[Source records]
*** Begin section ***

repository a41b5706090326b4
#[cfg(not(feature = "parking-lot"))]
pub use std::sync::{Mutex, MutexGuard, PoisonError};

#[cfg(feature = "parking-lot")]
pub use parking_lot::{Mutex, MutexGuard};
use anyhow::{Context, anyhow, bail};
use chrono::NaiveDateTime;
use clap::Parser;
use core::time::Duration;
use flakeid::Id64;
use tracing_subscriber::filter::LevelFilter;

/// Layout of the `EPOCH` setting: `YYYYMMDDhhmmss`, interpreted as UTC.
pub const EPOCH_FORMAT: &str = "%Y%m%d%H%M%S";

/// Runtime configuration for the `flakeid-server` binary.
///
/// All values are parsed from CLI arguments or environment variables (a `.env`
/// file is loaded first). Only the machine ID is mandatory.
#[derive(Parser, Debug, Clone)]
#[command(
    name = "flakeid-server",
    version,
    about = "An HTTP service handing out 64-bit Snowflake-like IDs"
)]
pub struct CliArgs {
    /// Machine ID embedded in every generated ID.
    ///
    /// Must be unique across every instance sharing an ID namespace and fit in
    /// 10 bits (0..=1023). Assigning it is an operational concern.
    ///
    /// Environment variable: `MACHINE_ID`
    #[arg(long, env = "MACHINE_ID")]
    pub machine_id: u64,

    /// Epoch from which the timestamp field counts milliseconds, as
    /// `YYYYMMDDhhmmss` in UTC.
    ///
    /// Environment variable: `EPOCH`
    #[arg(long, env = "EPOCH", default_value = "20250101000000")]
    pub epoch: String,

    /// Log verbosity: `trace`, `debug`, `info`, `warn`, `error` or `off`.
    /// `warning`, `fatal` and `panic` are accepted as aliases. `RUST_LOG`
    /// takes precedence when set.
    ///
    /// Environment variable: `LOG_LEVEL`
    #[arg(long, env = "LOG_LEVEL", default_value = "info")]
    pub log_level: String,

    /// Address to listen on.
    ///
    /// Environment variable: `LISTEN`
    #[arg(long, env = "LISTEN", default_value_t = String::from("0.0.0.0:8080"))]
    pub listen: String,
}

#[derive(Debug, Clone)]
pub struct ServerConfig {
    pub machine_id: u64,
    /// Epoch as a duration since 1970-01-01 UTC.
    pub epoch: Duration,
    pub log_level: LevelFilter,
    pub listen: String,
}

impl TryFrom<CliArgs> for ServerConfig {
    type Error = anyhow::Error;

    fn try_from(args: CliArgs) -> Result<Self, Self::Error> {
        if args.machine_id > Id64::MAX_MACHINE_ID {
            bail!(
                "MACHINE_ID ({}) exceeds available machine ID space (max = {})",
                args.machine_id,
                Id64::MAX_MACHINE_ID
            );
        }

        Ok(Self {
            machine_id: args.machine_id,
            epoch: parse_epoch(&args.epoch)?,
            log_level: parse_log_level(&args.log_level)?,
            listen: args.listen,
        })
    }
}

/// Parses an `EPOCH` value (`YYYYMMDDhhmmss`, UTC) into a duration since the
/// Unix epoch.
pub fn parse_epoch(raw: &str) -> anyhow::Result<Duration> {
    let millis = NaiveDateTime::parse_from_str(raw, EPOCH_FORMAT)
        .with_context(|| format!("invalid EPOCH ({raw}), expected YYYYMMDDhhmmss"))?
        .and_utc()
        .timestamp_millis();
    let millis = u64::try_from(millis).map_err(|_| anyhow!("EPOCH ({raw}) is before 1970"))?;
    Ok(Duration::from_millis(millis))
}

/// Parses a `LOG_LEVEL` value, accepting the common aliases for the error
/// and warning levels.
pub fn parse_log_level(raw: &str) -> anyhow::Result<LevelFilter> {
    let level = match raw.trim().to_ascii_lowercase().as_str() {
        "off" => LevelFilter::OFF,
        "panic" | "fatal" | "error" => LevelFilter::ERROR,
        "warn" | "warning" => LevelFilter::WARN,
        "info" => LevelFilter::INFO,
        "debug" => LevelFilter::DEBUG,
        "trace" => LevelFilter::TRACE,
        _ => bail!("invalid LOG_LEVEL ({raw})"),
    };
    Ok(level)
}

*** End section ***

(Work task)
Quote the records above from their first line through the line containing "All values are", both ends included.

(Solution for this exercise)
repository a41b5706090326b4
#[cfg(not(feature = "parking-lot"))]
pub use std::sync::{Mutex, MutexGuard, PoisonError};

#[cfg(feature = "parking-lot")]
pub use parking_lot::{Mutex, MutexGuard};
use anyhow::{Context, anyhow, bail};
use chrono::NaiveDateTime;
use clap::Parser;
use core::time::Duration;
use flakeid::Id64;
use tracing_subscriber::filter::LevelFilter;

/// Layout of the `EPOCH` setting: `YYYYMMDDhhmmss`, interpreted as UTC.
pub const EPOCH_FORMAT: &str = "%Y%m%d%H%M%S";

/// Runtime configuration for the `flakeid-server` binary.
///
/// All values are parsed from CLI arguments or environment variables (a `.env`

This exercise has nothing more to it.